Somak Majumder scite author profile

In van der Waals (vdW) heterostructures formed by stacking two monolayers of transition metal dichalcogenides, multiple exciton resonances with highly tunable properties are formed and subject to both vertical and lateral confinement. We investigate how a unique control knob, the twist angle between the two monolayers, can be used to control the exciton dynamics. We observe that the interlayer exciton lifetimes in MoSe 2 =WSe 2 twisted bilayers (TBLs) change by one order of magnitude when the twist angle is varied from 1°to 3.5°. Using a low-energy continuum model, we theoretically separate two leading mechanisms that influence interlayer exciton radiative lifetimes. The shift to indirect transitions in the momentum space with an increasing twist angle and the energy modulation from the moiré potential both have a significant impact on interlayer exciton lifetimes.

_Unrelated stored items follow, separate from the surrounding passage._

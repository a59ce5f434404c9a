//! Operand stack simulation: connect every instruction to the instructions that produced the
//! values it pops.

use tracing::trace;

use crate::{
    assembly::{HandlerKind, OpCode, Operation, StackPop, StackPush},
    cdfg::graph::{BlockId, ControlAndDataFlowGraph, InstrId, Instruction, Operand2},
    host::{MetadataHost, MethodContext, TypeRef},
    Error, Result,
};

/// Values popped and pushed by `operation`
pub(crate) fn stack_effect(
    operation: &Operation,
    context: &MethodContext,
    host: &dyn MetadataHost,
) -> Result<(usize, usize)> {
    let signature_error = || {
        Error::GraphError(format!(
            "no signature for the operand of {} at 0x{:04X}",
            operation.opcode, operation.offset
        ))
    };

    match operation.opcode {
        OpCode::Ret => Ok((usize::from(context.signature.returns_value()), 0)),
        OpCode::Call | OpCode::Callvirt => {
            let token = operation.token().ok_or_else(signature_error)?;
            let signature = host.method_signature(token).ok_or_else(signature_error)?;
            Ok((
                signature.argument_count(),
                usize::from(signature.returns_value()),
            ))
        }
        OpCode::Newobj => {
            let token = operation.token().ok_or_else(signature_error)?;
            let signature = host.method_signature(token).ok_or_else(signature_error)?;
            Ok((signature.parameters.len(), 1))
        }
        OpCode::Calli => {
            let token = operation.token().ok_or_else(signature_error)?;
            let signature = host
                .standalone_signature(token)
                .ok_or_else(signature_error)?;
            Ok((
                signature.argument_count() + 1,
                usize::from(signature.returns_value()),
            ))
        }
        opcode => match opcode.stack_behaviour() {
            (StackPop::Fixed(pop), StackPush::Fixed(push)) => {
                Ok((usize::from(pop), usize::from(push)))
            }
            _ => Err(signature_error()),
        },
    }
}

/// Fill operands and operand stacks. Blocks are visited in [`ControlAndDataFlowGraph::flow_order`].
pub(crate) fn infer(
    graph: &mut ControlAndDataFlowGraph,
    context: &MethodContext,
    host: &dyn MetadataHost,
) -> Result<()> {
    add_exception_values(graph, host);

    for block_id in graph.flow_order() {
        let stack = simulate_block(graph, block_id, context, host)?;
        let successors = graph.successors_of(block_id).to_vec();
        for successor in successors {
            flow_into(graph, successor, &stack)?;
        }
    }
    Ok(())
}

/// Catch handlers and filters start with the exception object on the stack
fn add_exception_values(graph: &mut ControlAndDataFlowGraph, host: &dyn MetadataHost) {
    let mut entries = Vec::new();
    for clause in &graph.body.exception_handlers {
        match clause.kind {
            HandlerKind::Catch => {
                let ty = host
                    .resolve_type(clause.class_token)
                    .unwrap_or(TypeRef::Object);
                entries.push((clause.handler_offset, ty));
            }
            HandlerKind::Filter => {
                entries.push((clause.filter_offset, TypeRef::Object));
                entries.push((clause.handler_offset, TypeRef::Object));
            }
            HandlerKind::Finally | HandlerKind::Fault => {}
        }
    }

    for (offset, ty) in entries {
        if let Some(id) = graph.block_at(offset) {
            graph.all_blocks[id.0].operand_stack = vec![Instruction {
                ty,
                ..Instruction::default()
            }];
        }
    }
}

fn simulate_block(
    graph: &mut ControlAndDataFlowGraph,
    block_id: BlockId,
    context: &MethodContext,
    host: &dyn MetadataHost,
) -> Result<Vec<InstrId>> {
    let block = &mut graph.all_blocks[block_id.0];
    let mut stack: Vec<InstrId> = (0..block.operand_stack.len())
        .map(|index| InstrId::stack(block_id, index))
        .collect();

    for (index, instruction) in block.instructions.iter_mut().enumerate() {
        let Some(operation) = &instruction.operation else {
            continue;
        };
        if operation.opcode.is_leave() {
            stack.clear();
            continue;
        }

        let (pop, push) = stack_effect(operation, context, host)?;
        if stack.len() < pop {
            return Err(Error::StackUnderflow(operation.offset));
        }
        let popped = stack.split_off(stack.len() - pop);
        instruction.operand1 = popped.first().copied();
        instruction.operand2 = popped
            .get(1..)
            .map_or(Operand2::None, Operand2::from_slice);

        let produced = InstrId::body(block_id, index);
        stack.extend(std::iter::repeat(produced).take(push));
    }
    Ok(stack)
}

/// Record the values left on the stack as incoming values of `successor`'s operand stack.
///
/// An empty stack contributes nothing. The first non-empty stack fixes the depth; later stacks
/// must match it.
fn flow_into(
    graph: &mut ControlAndDataFlowGraph,
    successor: BlockId,
    stack: &[InstrId],
) -> Result<()> {
    if stack.is_empty() {
        return Ok(());
    }

    let block = &mut graph.all_blocks[successor.0];
    if block.operand_stack.is_empty() {
        block.operand_stack = stack
            .iter()
            .map(|value| Instruction::incoming(*value))
            .collect();
        return Ok(());
    }
    if block.operand_stack.len() != stack.len() {
        return Err(Error::GraphError(format!(
            "stack depth {} flows into block 0x{:04X} entered with depth {}",
            stack.len(),
            block.offset,
            block.operand_stack.len()
        )));
    }

    for (slot, value) in block.operand_stack.iter_mut().zip(stack) {
        slot.add_incoming(*value);
    }
    trace!(block = block.offset, depth = stack.len(), "merged operand stack");
    Ok(())
}

#[cfg(test)]
mod tests {
    use super::*;
    use crate::{
        assembly::{decode_operations, MethodBody},
        cdfg::control,
        host::{MethodSignature, SimpleHost},
        token::Token,
    };

    fn build(
        code: &[u8],
        context: &MethodContext,
        host: &SimpleHost,
    ) -> Result<ControlAndDataFlowGraph> {
        let body = MethodBody {
            max_stack: 8,
            local_signature_token: Token(0),
            init_locals: false,
            code: code.to_vec(),
            exception_handlers: Vec::new(),
        };
        let operations = decode_operations(&body.code)?;
        let mut graph = control::infer(&body, &operations, None)?;
        infer(&mut graph, context, host)?;
        Ok(graph)
    }

    fn returning(ty: TypeRef, parameters: Vec<TypeRef>) -> MethodContext {
        MethodContext::new(
            Token(0x0600_0001),
            MethodSignature::new(ty, parameters),
            Vec::new(),
        )
    }

    #[test]
    fn straight_line_operands() {
        // ldarg.0; ldarg.1; add; ret
        let context = returning(TypeRef::I32, vec![TypeRef::I32, TypeRef::I32]);
        let graph = build(&[0x02, 0x03, 0x58, 0x2A], &context, &SimpleHost::new()).unwrap();
        let block = &graph.all_blocks[0];

        let add = &block.instructions[2];
        assert_eq!(add.operand1, Some(InstrId::body(BlockId(0), 0)));
        assert_eq!(add.operand2, Operand2::One(InstrId::body(BlockId(0), 1)));
        assert_eq!(block.instructions[3].operand1, Some(InstrId::body(BlockId(0), 2)));
    }

    #[test]
    fn call_arguments() {
        // ldc.i4.1; ldc.i4.2; ldc.i4.3; call M; pop; ret
        let method = Token(0x0A00_0001);
        let host = SimpleHost::new().with_method(
            method,
            MethodSignature::new(TypeRef::I32, vec![TypeRef::I32; 3]),
        );
        #[rustfmt::skip]
        let code = [0x17, 0x18, 0x19, 0x28, 0x01, 0x00, 0x00, 0x0A, 0x26, 0x2A];
        let graph = build(&code, &returning(TypeRef::Void, Vec::new()), &host).unwrap();

        let call = &graph.all_blocks[0].instructions[3];
        assert_eq!(call.operand1, Some(InstrId::body(BlockId(0), 0)));
        assert_eq!(
            call.operand2,
            Operand2::Many(vec![
                InstrId::body(BlockId(0), 1),
                InstrId::body(BlockId(0), 2)
            ])
        );
        let pop = &graph.all_blocks[0].instructions[4];
        assert_eq!(pop.operand1, Some(InstrId::body(BlockId(0), 3)));

        let unknown = build(&code, &returning(TypeRef::Void, Vec::new()), &SimpleHost::new());
        assert!(matches!(unknown, Err(Error::GraphError(_))));
    }

    #[test]
    fn merge_at_join() {
        // ldarg.0; brtrue.s T; ldc.i4.0; br.s J; T: ldc.i4.1; J: ret
        let context = returning(TypeRef::I32, vec![TypeRef::Boolean]);
        let code = [0x02, 0x2D, 0x03, 0x16, 0x2B, 0x01, 0x17, 0x2A];
        let graph = build(&code, &context, &SimpleHost::new()).unwrap();

        let join = graph.block_at(7).unwrap();
        let entry = &graph.all_blocks[join.0].operand_stack;
        assert_eq!(entry.len(), 1);
        assert!(entry[0].is_merge);

        let incoming: Vec<u32> = entry[0]
            .operands()
            .map(|id| graph.instruction(id).unwrap().offset().unwrap())
            .collect();
        assert_eq!(incoming.len(), 2);
        assert!(incoming.contains(&3) && incoming.contains(&6));

        let ret = &graph.all_blocks[join.0].instructions[0];
        assert_eq!(ret.operand1, Some(InstrId::stack(join, 0)));
    }

    #[test]
    fn dup_pushes_itself_twice() {
        // ldc.i4.5; dup; add; ret
        let context = returning(TypeRef::I32, Vec::new());
        let graph = build(&[0x1B, 0x25, 0x58, 0x2A], &context, &SimpleHost::new()).unwrap();
        let add = &graph.all_blocks[0].instructions[2];
        assert_eq!(add.operand1, Some(InstrId::body(BlockId(0), 1)));
        assert_eq!(add.operand2, Operand2::One(InstrId::body(BlockId(0), 1)));
    }

    #[test]
    fn underflow_is_reported() {
        // pop; ret
        let context = returning(TypeRef::Void, Vec::new());
        let result = build(&[0x26, 0x2A], &context, &SimpleHost::new());
        assert!(matches!(result, Err(Error::StackUnderflow(0))));
    }
}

We further predict distinct temperature dependence of interlayer exciton lifetimes in TBLs with different twist angles, which is partially validated by experiments. While many recent studies have highlighted how the twist angle in a vdW TBL can be used to engineer the ground states and quantum phases due to many-body interaction, our studies explore its role in controlling the dynamics of optically excited states, thus, expanding the conceptual applications of "twistronics".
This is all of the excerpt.